Unexpectedly, rallying our Caribbean brothers and sisters demanded extra resolve. They had pioneered the reparations cause decades before this moment, embedding it in the CARICOM 10-Point Plan and carrying it when few others would. Yet Ghana’s bold push initially stirred an ambivalence between the moral fire that had always animated their advocacy and the diplomatic restraint that present multilateral politics demands. In time, truth prevailed. They stood firm, and in doing so elevated the 10-Point Plan from a regional vision to a multilateral beacon, proof that what begins as one people’s cry for justice can, with enough resolve, become the world’s reckoning.

I recall feeling anxious and shaken during the fourth round of consultations, which focused on the historical paragraphs that told Africa’s own story as the proponents of the resolution. The pushback from Western delegations was palpable. We were cast as norm-breakers, repeatedly told that a UN resolution was no place for a historical narrative and urged to collapse all six paragraphs into a line or two. Our counterargument held firm that no number of paragraphs could fully capture the experience of enslaved Africans, or the torn continent left behind, yet it was central to the resolution to lay fundamental foundations, including explicit examples of the instruments that codified chattel enslavement, reducing Africans to property and less than human. The reference to the Papal Bull provoked the modern papacy. It remained.

Embedded in the resolution is the gendered architecture of slavery, a dimension that the international community has yet to fully reckon with. Enslavement followed the womb. A child born to an enslaved mother inherited her status regardless of the father’s; the birth canal of the enslaved African woman becoming a passage for generational bondage and biologically produced labour! The two women diplomats, Rita Osei and I, who negotiated this text, felt duty-bound to champion this dimension in the text, to insist that the resolution name what had so long gone unnamed. Even I am still grappling with what its formal recognition means for the discourse ahead.

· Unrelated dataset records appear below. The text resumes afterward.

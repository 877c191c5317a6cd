use std::cmp::Ordering;

use chrono::Local;
use log::{debug, info, warn};

use crate::models::{
    BookChanges, BookDraft, BookRecord, Field, Rating, RecordId, DEFAULT_STATUS,
};

use super::error::{LibraryError, Result};
use super::schema::{ColumnKind, Header, SchemaIssue};

/// Format used for the Date Added stamp, matching Goodreads exports.
const DATE_ADDED_FORMAT: &str = "%Y/%m/%d";

/// Outcome of normalizing rows into records.
#[derive(Debug, Default, Clone, PartialEq, Eq)]
pub struct LoadReport {
    pub issues: Vec<SchemaIssue>,
}

impl LoadReport {
    pub fn is_clean(&self) -> bool {
        self.issues.is_empty()
    }

    /// One-line summary for the status footer, `None` when nothing was
    /// repaired.
    pub fn summary(&self) -> Option<String> {
        match self.issues.as_slice() {
            [] => None,
            [only] => Some(format!("Repaired 1 problem while loading: {only}.")),
            [first, rest @ ..] => Some(format!(
                "Repaired {} problems while loading (first: {first}).",
                rest.len() + 1
            )),
        }
    }
}

/// Column used to sort rows inside each priority group.
#[derive(Debug, Clone, Copy, PartialEq, Eq)]
pub struct SortSpec {
    pub field: Field,
    pub descending: bool,
}

impl SortSpec {
    pub fn ascending(field: Field) -> Self {
        Self {
            field,
            descending: false,
        }
    }
}

/// Authoritative in-memory library. Owns the records and the header they
/// were read with; nothing in here touches the file system.
#[derive(Debug, Clone)]
pub struct RecordStore {
    header: Header,
    records: Vec<BookRecord>,
    next_id: u64,
}

impl Default for RecordStore {
    fn default() -> Self {
        Self::new(Header::canonical())
    }
}

impl RecordStore {
    pub fn new(header: Header) -> Self {
        Self {
            header,
            records: Vec::new(),
            next_id: 1,
        }
    }

    /// Build a library from rows given in header order. Ragged rows are
    /// repaired rather than rejected: short rows are padded with `""` and
    /// long rows grow the header with synthesized `Column N` columns so no
    /// cell is lost. Every repair lands in the returned report.
    pub fn load(mut header: Header, rows: Vec<Vec<String>>) -> (Self, LoadReport) {
        let mut report = LoadReport::default();
        let declared = header.len();

        let widest = rows.iter().map(Vec::len).max().unwrap_or(0);
        for position in declared..widest {
            header.push_extra(&format!("Column {}", position + 1));
        }

        let mut store = Self::new(header);
        for (index, mut row) in rows.into_iter().enumerate() {
            let row_number = index + 1;
            match row.len().cmp(&declared) {
                Ordering::Less => report.issues.push(SchemaIssue::ShortRow {
                    row: row_number,
                    expected: declared,
                    found: row.len(),
                }),
                Ordering::Greater => report.issues.push(SchemaIssue::LongRow {
                    row: row_number,
                    expected: declared,
                    found: row.len(),
                }),
                Ordering::Equal => {}
            }
            row.resize(store.header.len(), String::new());

            let id = store.allocate_id();
            let record = store.record_from_row(id, row_number, row, &mut report);
            store.records.push(record);
        }

        for issue in &report.issues {
            warn!("event=schema_repair issue=\"{issue}\"");
        }
        debug!(
            "event=library_normalize records={} columns={} repairs={}",
            store.records.len(),
            store.header.len(),
            report.issues.len()
        );

        (store, report)
    }

    pub fn header(&self) -> &Header {
        &self.header
    }

    /// Records in insertion order.
    pub fn records(&self) -> &[BookRecord] {
        &self.records
    }

    pub(crate) fn records_mut(&mut self) -> &mut [BookRecord] {
        &mut self.records
    }

    pub fn len(&self) -> usize {
        self.records.len()
    }

    pub fn is_empty(&self) -> bool {
        self.records.is_empty()
    }

    pub fn get(&self, id: RecordId) -> Option<&BookRecord> {
        self.records.iter().find(|record| record.id == id)
    }

    pub fn position(&self, id: RecordId) -> Option<usize> {
        self.records.iter().position(|record| record.id == id)
    }

    /// Append a new book. Only the rating is validated; every other field
    /// accepts arbitrary text. A blank status becomes `to-read` and a blank
    /// Date Added is stamped with today's date.
    pub fn add(&mut self, draft: BookDraft) -> Result<&BookRecord> {
        let rating = parse_rating(&draft.rating)?;
        let id = self.allocate_id();

        let mut record = BookRecord::empty(id);
        record.title = draft.title;
        record.author = draft.author;
        record.isbn = draft.isbn;
        record.rating = rating;
        record.review = draft.review;
        record.status = draft.status;
        record.publisher = draft.publisher;
        record.year_published = draft.year_published;
        record.date_read = draft.date_read;
        record.date_added = draft.date_added;
        record.bookshelves = draft.bookshelves;

        if record.status.trim().is_empty() {
            record.status = DEFAULT_STATUS.to_string();
        }
        if record.date_added.trim().is_empty() {
            record.date_added = Local::now().format(DATE_ADDED_FORMAT).to_string();
        }

        info!("event=record_add id={} status={}", id.0, record.status);
        self.records.push(record);
        Ok(&self.records[self.records.len() - 1])
    }

    /// Apply a partial update. Validation happens before anything is
    /// written, so a rejected change leaves the record untouched. A new
    /// rating also drops any unparsed rating text kept from the file.
    pub fn update(&mut self, id: RecordId, changes: BookChanges) -> Result<&BookRecord> {
        let index = self.position(id).ok_or(LibraryError::NotFound(id))?;
        let rating = changes.rating.as_deref().map(parse_rating).transpose()?;

        let record = &mut self.records[index];
        if let Some(rating) = rating {
            record.rating = rating;
            record.rating_raw = None;
        }
        for (field, value) in changes.into_text_changes() {
            record.set_text(field, value);
        }

        info!("event=record_update id={}", id.0);
        Ok(&self.records[index])
    }

    /// Remove a book and hand it back. Deleting the same id twice fails the
    /// second time.
    pub fn delete(&mut self, id: RecordId) -> Result<BookRecord> {
        let index = self.position(id).ok_or(LibraryError::NotFound(id))?;
        info!("event=record_delete id={}", id.0);
        Ok(self.records.remove(index))
    }

    /// Display order: books being read first, then everything else. Both
    /// groups keep insertion order; nothing is alphabetized.
    pub fn ordered_view(&self) -> Vec<&BookRecord> {
        let (reading, rest): (Vec<&BookRecord>, Vec<&BookRecord>) =
            self.records.iter().partition(|record| record.is_reading());
        reading.into_iter().chain(rest).collect()
    }

    /// Same priority split as `ordered_view`, with each group sorted by the
    /// requested column. Blank values sort last in either direction and ties
    /// keep insertion order.
    pub fn sorted_view(&self, sort: SortSpec) -> Vec<&BookRecord> {
        let mut view = self.ordered_view();
        view.sort_by(|a, b| {
            b.is_reading()
                .cmp(&a.is_reading())
                .then_with(|| compare_by(sort, a, b))
        });
        view
    }

    fn allocate_id(&mut self) -> RecordId {
        let id = RecordId(self.next_id);
        self.next_id += 1;
        id
    }

    fn record_from_row(
        &self,
        id: RecordId,
        row_number: usize,
        row: Vec<String>,
        report: &mut LoadReport,
    ) -> BookRecord {
        let mut record = BookRecord::empty(id);
        for (column, value) in self.header.columns().iter().zip(row) {
            match column.kind {
                ColumnKind::Known(Field::Rating) => match Rating::parse(&value) {
                    Ok(rating) => record.rating = rating,
                    Err(_) => {
                        report.issues.push(SchemaIssue::InvalidRating {
                            row: row_number,
                            value: value.clone(),
                        });
                        record.rating_raw = Some(value);
                    }
                },
                ColumnKind::Known(field) => record.set_text(field, value),
                ColumnKind::Extra => {
                    record.extra.insert(column.key.clone(), value);
                }
            }
        }
        record
    }
}

fn parse_rating(raw: &str) -> Result<Option<Rating>> {
    Rating::parse(raw).map_err(|message| LibraryError::Validation {
        field: "rating",
        message,
    })
}

fn compare_by(sort: SortSpec, a: &BookRecord, b: &BookRecord) -> Ordering {
    match sort.field {
        Field::Rating => compare_present(a.rating, b.rating, sort.descending),
        Field::YearPublished => compare_present(
            a.year_published.trim().parse::<i64>().ok(),
            b.year_published.trim().parse::<i64>().ok(),
            sort.descending,
        ),
        field => compare_present(text_key(a, field), text_key(b, field), sort.descending),
    }
}

fn text_key(record: &BookRecord, field: Field) -> Option<String> {
    let text = record.text(field);
    let trimmed = text.trim();
    (!trimmed.is_empty()).then(|| trimmed.to_lowercase())
}

fn compare_present<T: Ord>(a: Option<T>, b: Option<T>, descending: bool) -> Ordering {
    match (a, b) {
        (Some(a), Some(b)) if descending => b.cmp(&a),
        (Some(a), Some(b)) => a.cmp(&b),
        (Some(_), None) => Ordering::Less,
        (None, Some(_)) => Ordering::Greater,
        (None, None) => Ordering::Equal,
    }
}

Beyond the tension of those consultations, Africa was extending an urgent invitation to the world to collectively make a bold political, moral, and historical declaration. By naming slavery’s horrors without equivocation, from the Manden Charter’s ancient wisdom to the Papal Bull’s enduring shadow, we did not seek to condemn but to commence. The 123 votes were not the end. They were a beginning; opening dialogue on reparations, thickening the normative framework from symbolism to acknowledgment, and marking the moment the world agreed that what happened was not merely a tragedy of history but a crime against humanity that demands a response.

I keep returning to the moment of the vote, the noise in that hall, the stillness I felt inside it. Weeks of negotiations, persistence, and resilience had led here. And still, standing at the heart of it, I found myself asking not what we achieved but what we have begun.